*Records supplied:*
★ ★ ★

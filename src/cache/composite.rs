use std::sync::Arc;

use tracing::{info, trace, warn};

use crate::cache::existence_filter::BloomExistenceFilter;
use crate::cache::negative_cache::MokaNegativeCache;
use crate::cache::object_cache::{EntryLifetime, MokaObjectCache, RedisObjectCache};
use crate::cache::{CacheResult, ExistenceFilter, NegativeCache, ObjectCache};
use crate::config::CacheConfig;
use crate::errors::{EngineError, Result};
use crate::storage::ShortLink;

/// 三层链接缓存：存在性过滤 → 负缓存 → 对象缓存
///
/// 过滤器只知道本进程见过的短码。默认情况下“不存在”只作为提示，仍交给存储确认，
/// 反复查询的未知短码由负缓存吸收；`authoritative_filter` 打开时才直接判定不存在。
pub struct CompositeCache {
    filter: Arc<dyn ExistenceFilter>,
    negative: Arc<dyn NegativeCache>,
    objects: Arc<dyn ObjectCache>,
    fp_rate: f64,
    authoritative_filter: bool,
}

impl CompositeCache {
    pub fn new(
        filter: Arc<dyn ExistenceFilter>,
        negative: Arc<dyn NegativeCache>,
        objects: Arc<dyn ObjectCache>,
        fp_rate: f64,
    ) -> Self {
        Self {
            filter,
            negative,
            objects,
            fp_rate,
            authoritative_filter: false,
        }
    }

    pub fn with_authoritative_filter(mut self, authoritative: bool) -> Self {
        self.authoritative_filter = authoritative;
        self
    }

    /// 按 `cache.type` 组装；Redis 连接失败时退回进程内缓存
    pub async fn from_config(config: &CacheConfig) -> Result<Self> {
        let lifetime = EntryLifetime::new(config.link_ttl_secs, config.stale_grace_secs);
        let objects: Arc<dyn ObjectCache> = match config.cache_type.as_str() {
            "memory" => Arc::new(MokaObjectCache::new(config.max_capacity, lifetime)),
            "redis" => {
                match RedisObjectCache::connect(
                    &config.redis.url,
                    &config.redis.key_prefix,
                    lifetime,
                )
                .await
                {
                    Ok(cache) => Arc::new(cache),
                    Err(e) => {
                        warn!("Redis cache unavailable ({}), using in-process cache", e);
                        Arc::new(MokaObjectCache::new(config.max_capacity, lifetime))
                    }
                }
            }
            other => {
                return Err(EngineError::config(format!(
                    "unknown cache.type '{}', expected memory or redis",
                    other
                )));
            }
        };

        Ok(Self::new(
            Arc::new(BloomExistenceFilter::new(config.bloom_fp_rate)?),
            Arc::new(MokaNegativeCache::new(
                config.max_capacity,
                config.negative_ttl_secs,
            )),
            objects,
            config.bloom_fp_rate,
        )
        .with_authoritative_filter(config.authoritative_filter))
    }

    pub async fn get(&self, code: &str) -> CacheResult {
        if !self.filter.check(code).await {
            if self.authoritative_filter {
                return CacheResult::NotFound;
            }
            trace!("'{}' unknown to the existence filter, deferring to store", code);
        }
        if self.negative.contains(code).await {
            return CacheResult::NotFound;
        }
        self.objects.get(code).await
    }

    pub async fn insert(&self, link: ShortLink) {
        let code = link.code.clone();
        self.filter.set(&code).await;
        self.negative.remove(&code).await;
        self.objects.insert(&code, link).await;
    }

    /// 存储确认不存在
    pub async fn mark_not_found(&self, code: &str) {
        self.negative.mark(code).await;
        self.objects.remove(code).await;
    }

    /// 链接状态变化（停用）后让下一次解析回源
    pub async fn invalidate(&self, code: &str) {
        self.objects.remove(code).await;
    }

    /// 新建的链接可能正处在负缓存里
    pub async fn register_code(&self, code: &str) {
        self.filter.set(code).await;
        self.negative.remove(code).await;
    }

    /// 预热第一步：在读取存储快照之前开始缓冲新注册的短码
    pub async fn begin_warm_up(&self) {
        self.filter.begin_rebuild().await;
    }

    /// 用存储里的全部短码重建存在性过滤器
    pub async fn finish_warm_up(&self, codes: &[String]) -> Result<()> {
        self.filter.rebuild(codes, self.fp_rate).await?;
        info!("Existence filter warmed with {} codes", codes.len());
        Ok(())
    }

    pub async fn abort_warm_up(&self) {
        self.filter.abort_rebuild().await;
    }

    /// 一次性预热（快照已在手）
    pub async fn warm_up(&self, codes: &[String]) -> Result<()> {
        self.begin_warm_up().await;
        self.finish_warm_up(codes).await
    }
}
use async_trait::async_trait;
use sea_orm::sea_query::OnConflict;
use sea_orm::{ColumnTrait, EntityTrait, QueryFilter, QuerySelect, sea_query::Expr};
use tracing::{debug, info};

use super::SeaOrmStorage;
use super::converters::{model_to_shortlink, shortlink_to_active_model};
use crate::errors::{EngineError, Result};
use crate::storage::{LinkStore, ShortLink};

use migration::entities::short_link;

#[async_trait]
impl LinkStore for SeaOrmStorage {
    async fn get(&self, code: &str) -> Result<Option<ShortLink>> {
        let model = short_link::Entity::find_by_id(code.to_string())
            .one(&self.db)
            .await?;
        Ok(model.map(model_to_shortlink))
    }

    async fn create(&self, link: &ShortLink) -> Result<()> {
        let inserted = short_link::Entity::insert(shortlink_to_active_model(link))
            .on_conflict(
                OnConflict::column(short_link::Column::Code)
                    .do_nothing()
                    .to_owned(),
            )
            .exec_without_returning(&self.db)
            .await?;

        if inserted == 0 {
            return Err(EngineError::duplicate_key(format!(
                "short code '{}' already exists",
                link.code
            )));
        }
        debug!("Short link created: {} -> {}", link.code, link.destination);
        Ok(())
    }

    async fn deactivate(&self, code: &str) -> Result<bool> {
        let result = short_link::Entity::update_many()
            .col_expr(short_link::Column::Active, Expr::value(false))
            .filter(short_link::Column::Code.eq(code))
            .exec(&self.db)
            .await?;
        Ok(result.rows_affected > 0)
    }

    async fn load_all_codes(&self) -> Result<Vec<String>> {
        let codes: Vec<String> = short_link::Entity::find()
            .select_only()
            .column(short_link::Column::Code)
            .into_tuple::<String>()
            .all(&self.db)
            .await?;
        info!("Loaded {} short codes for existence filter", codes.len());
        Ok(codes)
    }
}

★ ★ ★

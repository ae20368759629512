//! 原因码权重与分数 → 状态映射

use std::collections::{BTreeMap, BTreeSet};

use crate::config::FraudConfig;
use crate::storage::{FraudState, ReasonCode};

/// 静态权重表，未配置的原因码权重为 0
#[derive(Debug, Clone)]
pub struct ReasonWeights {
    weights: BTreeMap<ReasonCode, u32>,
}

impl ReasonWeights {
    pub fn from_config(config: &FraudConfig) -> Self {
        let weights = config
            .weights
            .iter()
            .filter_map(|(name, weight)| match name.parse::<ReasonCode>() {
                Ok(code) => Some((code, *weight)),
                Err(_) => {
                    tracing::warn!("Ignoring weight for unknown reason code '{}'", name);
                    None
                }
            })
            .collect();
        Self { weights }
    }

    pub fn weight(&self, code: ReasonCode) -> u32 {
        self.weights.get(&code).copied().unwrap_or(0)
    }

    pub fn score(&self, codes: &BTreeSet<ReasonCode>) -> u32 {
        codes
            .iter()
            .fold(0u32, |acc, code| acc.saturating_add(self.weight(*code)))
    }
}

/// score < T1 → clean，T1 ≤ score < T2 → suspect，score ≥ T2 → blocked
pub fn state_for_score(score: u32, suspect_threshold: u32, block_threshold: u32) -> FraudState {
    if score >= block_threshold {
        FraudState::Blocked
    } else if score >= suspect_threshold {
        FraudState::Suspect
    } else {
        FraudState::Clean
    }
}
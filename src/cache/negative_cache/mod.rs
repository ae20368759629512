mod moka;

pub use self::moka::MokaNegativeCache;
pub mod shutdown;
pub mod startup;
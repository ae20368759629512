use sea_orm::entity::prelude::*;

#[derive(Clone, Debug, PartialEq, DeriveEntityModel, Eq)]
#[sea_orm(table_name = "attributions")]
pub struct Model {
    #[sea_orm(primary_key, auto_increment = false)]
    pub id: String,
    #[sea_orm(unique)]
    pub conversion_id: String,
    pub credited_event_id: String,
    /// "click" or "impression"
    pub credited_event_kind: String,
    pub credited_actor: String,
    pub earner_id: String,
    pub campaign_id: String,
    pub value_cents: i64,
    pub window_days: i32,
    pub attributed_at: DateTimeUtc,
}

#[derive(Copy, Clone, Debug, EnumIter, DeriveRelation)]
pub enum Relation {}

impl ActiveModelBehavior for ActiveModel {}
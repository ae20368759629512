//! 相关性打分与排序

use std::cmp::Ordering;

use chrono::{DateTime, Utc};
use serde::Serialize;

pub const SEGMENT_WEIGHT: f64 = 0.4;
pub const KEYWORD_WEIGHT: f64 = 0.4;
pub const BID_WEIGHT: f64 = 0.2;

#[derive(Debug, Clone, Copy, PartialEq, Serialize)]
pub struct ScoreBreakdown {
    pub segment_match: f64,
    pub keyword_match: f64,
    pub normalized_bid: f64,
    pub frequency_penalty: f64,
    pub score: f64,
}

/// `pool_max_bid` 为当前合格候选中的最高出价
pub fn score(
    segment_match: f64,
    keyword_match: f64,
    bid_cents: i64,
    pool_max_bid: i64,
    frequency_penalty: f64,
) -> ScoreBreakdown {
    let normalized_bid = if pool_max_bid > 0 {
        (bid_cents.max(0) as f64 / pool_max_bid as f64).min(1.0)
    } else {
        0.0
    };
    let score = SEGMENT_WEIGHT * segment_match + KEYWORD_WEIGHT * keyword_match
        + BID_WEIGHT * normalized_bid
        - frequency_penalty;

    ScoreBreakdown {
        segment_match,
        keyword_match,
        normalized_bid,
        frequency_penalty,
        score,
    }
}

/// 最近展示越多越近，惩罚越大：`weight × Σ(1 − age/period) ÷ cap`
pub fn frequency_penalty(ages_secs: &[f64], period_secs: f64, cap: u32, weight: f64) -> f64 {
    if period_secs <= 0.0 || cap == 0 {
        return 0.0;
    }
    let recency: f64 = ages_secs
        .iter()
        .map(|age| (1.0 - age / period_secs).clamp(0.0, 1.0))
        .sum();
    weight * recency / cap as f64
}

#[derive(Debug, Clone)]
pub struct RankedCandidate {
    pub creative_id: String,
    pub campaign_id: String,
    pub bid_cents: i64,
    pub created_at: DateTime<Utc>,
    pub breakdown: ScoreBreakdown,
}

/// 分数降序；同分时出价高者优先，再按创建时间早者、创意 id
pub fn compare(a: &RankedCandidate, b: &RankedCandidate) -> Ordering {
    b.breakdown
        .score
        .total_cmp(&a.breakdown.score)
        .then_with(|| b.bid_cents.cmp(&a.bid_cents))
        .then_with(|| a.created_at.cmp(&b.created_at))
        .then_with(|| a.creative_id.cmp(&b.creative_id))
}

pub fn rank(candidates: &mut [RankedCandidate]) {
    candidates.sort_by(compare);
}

★ ★ ★

*Brief:*
Find the string "MokaObjectCache" in the listing and copy every line in which it occurs.

*Answer below:*
use crate::cache::object_cache::{EntryLifetime, MokaObjectCache, RedisObjectCache};
            "memory" => Arc::new(MokaObjectCache::new(config.max_capacity, lifetime)),
                        Arc::new(MokaObjectCache::new(config.max_capacity, lifetime))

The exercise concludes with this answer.